Bruichladdich Bere Barley to swego rodzaju hołd dla odmiany jęczmienia, który karmi pokolenia Szkotów od ponad tysiąca lat. Ale uprawa Bere (wymawiając to słowo możemy być zrozumiani, że mówimy zarówno o piwie jak i o niedźwiedziu) ma swoje korzenie ok. 4,5 tys. lat temu; do Szkocji dotarła za sprawą wojowniczych podróżników, kupców i rozbójników - Wikingów. Ten 6-rzędowy jęczmień (odmiany powszechnie stosowane są 2-rzędowe) zawiera mniej skrobi, a więcej białka, oferując bardzo ciekawy profil smakowy. Bruichladdich Distillery rozpoczęła przygodę z jęczmieniem Bere kilkanaście lat temu. Nie jest to najłatwiejsza odmiana w uprawie, daje też o około 50% niższe plony niż odmiany nowych generacji; dlatego inni szkoccy destylatorzy z niego dawno zrezygnowali. A tutaj eksperyment się powiódł!

Bruichladdich Bere Barley 2010 Folwark Stara Winiarnia

Whisky została wydestylowana w 2010 z jęczmienia zebranego rok wcześniej z pięciu farm na Orkadach – Weyland, Watersfield, Quoyberstane, Northfield i Richmond Villa – i zabutelkowana z zawartością alkoholu 50%, po 8-9-letniej maturacji odbytej w beczkach po bourbonie. Nieodmiennie hołdują tutaj „terroir” w whisky single malt – przekonaniu, że gleba, klimat, mikroklimat, orientacja geograficzna, wpływy naturalne i lokalne systemy pogodowe mają wpływ na jakość i profil smakowy whisky. Whisky Bruichladdich leżakowała więc na terenie destylarni, butelkowana była na miejscu (rzadkość na Islay) - bez filtrowania na zimno (chill filtering) i bez dodatku karmelu (colouring free), rozcieńczona wyłącznie wodą z źródlaną z Islay. Bardzo ciekawa propozycja - nietypowa dla Islay, mocno owocowa, z wyraźnym wpływem "innego" jęczmienia. Warto testować, tym bardziej, że w magazynach destylarni jej... nie ma! Zachęcamy do jej spróbowania - podczas cyklicznych degustacji w Folwarku!

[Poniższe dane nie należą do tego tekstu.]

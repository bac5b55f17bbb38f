/// Battle configuration constants and tunable parameters.
#[derive(Clone, Debug, PartialEq)]
#[cfg_attr(feature = "serde", derive(serde::Serialize, serde::Deserialize))]
#[cfg_attr(feature = "serde", serde(default))]
pub struct BattleConfig {
    /// Seed for the battle's random stream (accuracy rolls, effect rolls, tie-break shuffles).
    pub seed: u64,

    /// Nominal delay every combatant starts with, scaled by its speed factor.
    pub initial_delay: f32,

    /// Lower bound for a combatant's speed factor, so a zero-speed combatant still progresses.
    pub min_speed_factor: f32,

    /// Delays at or below this value are snapped to zero when the scheduler advances.
    pub delay_epsilon: f32,

    /// Dispatch the abbreviated skip block instead of the concluding block.
    pub fast_forward: bool,

    /// Multiplier applied to knockback magnitudes before they are added to a target's delay.
    pub knockback_scale: f32,

    /// Nominal delay charged to a combatant that passes its turn.
    pub pass_delay: f32,
}

impl BattleConfig {
    // ===== compile-time constants used as type parameters =====
    /// Maximum number of simultaneously active modifiers per combatant.
    pub const MAX_MODIFIERS: usize = 16;

    // ===== runtime-tunable defaults =====
    pub const DEFAULT_SEED: u64 = 0x5eed_ba77_1e00_0001;
    pub const DEFAULT_INITIAL_DELAY: f32 = 100.0;
    pub const DEFAULT_MIN_SPEED_FACTOR: f32 = 0.1;
    pub const DEFAULT_DELAY_EPSILON: f32 = 1e-4;
    pub const DEFAULT_KNOCKBACK_SCALE: f32 = 1.0;
    pub const DEFAULT_PASS_DELAY: f32 = 50.0;

    pub fn new() -> Self {
        Self {
            seed: Self::DEFAULT_SEED,
            initial_delay: Self::DEFAULT_INITIAL_DELAY,
            min_speed_factor: Self::DEFAULT_MIN_SPEED_FACTOR,
            delay_epsilon: Self::DEFAULT_DELAY_EPSILON,
            fast_forward: false,
            knockback_scale: Self::DEFAULT_KNOCKBACK_SCALE,
            pass_delay: Self::DEFAULT_PASS_DELAY,
        }
    }

    pub fn with_seed(mut self, seed: u64) -> Self {
        self.seed = seed;
        self
    }

    pub fn with_initial_delay(mut self, initial_delay: f32) -> Self {
        self.initial_delay = initial_delay;
        self
    }

    pub fn with_fast_forward(mut self, fast_forward: bool) -> Self {
        self.fast_forward = fast_forward;
        self
    }

    pub fn with_pass_delay(mut self, pass_delay: f32) -> Self {
        self.pass_delay = pass_delay;
        self
    }
}

impl Default for BattleConfig {
    fn default() -> Self {
        Self::new()
    }
}
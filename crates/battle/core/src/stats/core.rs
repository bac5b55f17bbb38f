//! Base Stats - the stored layer of the stat system.
//!
//! Base stats are the only stat values a combatant stores. Effective values
//! are recomputed on every query from the base, the active stance and the
//! active modifiers.

/// Every stat a combatant carries.
#[derive(
    Clone, Copy, Debug, PartialEq, Eq, Hash, PartialOrd, Ord, strum::Display, strum::EnumIter,
)]
#[cfg_attr(feature = "serde", derive(serde::Serialize, serde::Deserialize))]
#[strum(serialize_all = "snake_case")]
pub enum StatKind {
    MaxHealth,
    MaxStamina,
    /// Drives delay accrual relative to the battle's normalized speed.
    Speed,
    Attack,
    Defense,
    Magic,
    Resilience,
    /// Contested against [`StatKind::Evasion`] for hit chance.
    Accuracy,
    Evasion,
    /// Contested against [`StatKind::Resolve`] for effect-package success.
    Potency,
    Resolve,
}

impl StatKind {
    pub const COUNT: usize = 11;

    #[inline]
    const fn index(self) -> usize {
        self as usize
    }
}

/// Base values for every [`StatKind`].
#[derive(Clone, Debug, PartialEq)]
#[cfg_attr(feature = "serde", derive(serde::Serialize, serde::Deserialize))]
pub struct StatBlock {
    values: [f32; StatKind::COUNT],
}

impl StatBlock {
    /// Create a block where every stat has the same value.
    pub fn uniform(value: f32) -> Self {
        Self {
            values: [value; StatKind::COUNT],
        }
    }

    pub fn get(&self, stat: StatKind) -> f32 {
        self.values[stat.index()]
    }

    pub fn set(&mut self, stat: StatKind, value: f32) {
        self.values[stat.index()] = value;
    }

    /// Builder: set a single stat.
    pub fn with(mut self, stat: StatKind, value: f32) -> Self {
        self.set(stat, value);
        self
    }
}

impl Default for StatBlock {
    /// Default stats: every combat stat at 10, 100 health, 50 stamina.
    fn default() -> Self {
        Self::uniform(10.0)
            .with(StatKind::MaxHealth, 100.0)
            .with(StatKind::MaxStamina, 50.0)
    }
}

#[cfg(test)]
mod tests {
    use super::*;
    use strum::IntoEnumIterator;

    #[test]
    fn count_matches_variants() {
        assert_eq!(StatKind::iter().count(), StatKind::COUNT);
        for (i, stat) in StatKind::iter().enumerate() {
            assert_eq!(stat.index(), i);
        }
    }

    #[test]
    fn builder_overrides_single_stat() {
        let block = StatBlock::default().with(StatKind::Speed, 25.0);
        assert_eq!(block.get(StatKind::Speed), 25.0);
        assert_eq!(block.get(StatKind::Attack), 10.0);
        assert_eq!(block.get(StatKind::MaxHealth), 100.0);
    }
}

Aromat: słodowo-owocowy, owsianka, dojrzałe gruszki i brzoskwinie, konfitura cytrynowa, wanilia, miód, toffi, wiórki kokosowe, syrop złocisty, ślady eukaliptusa i mięty.
Smak: bogaty, miodowe płatki śniadaniowe, kromka razowca z masłem, wanilia, toffi, mleczna czekolada, brzoskwinie, nektarynki i dość silne nuty dębu.
Finisz: dość długi, z nutami dojrzałych jabłek, gruszek i brzoskwiń, wanilii, mlecznej czekolady, szczyptą białego pieprzu i dębu.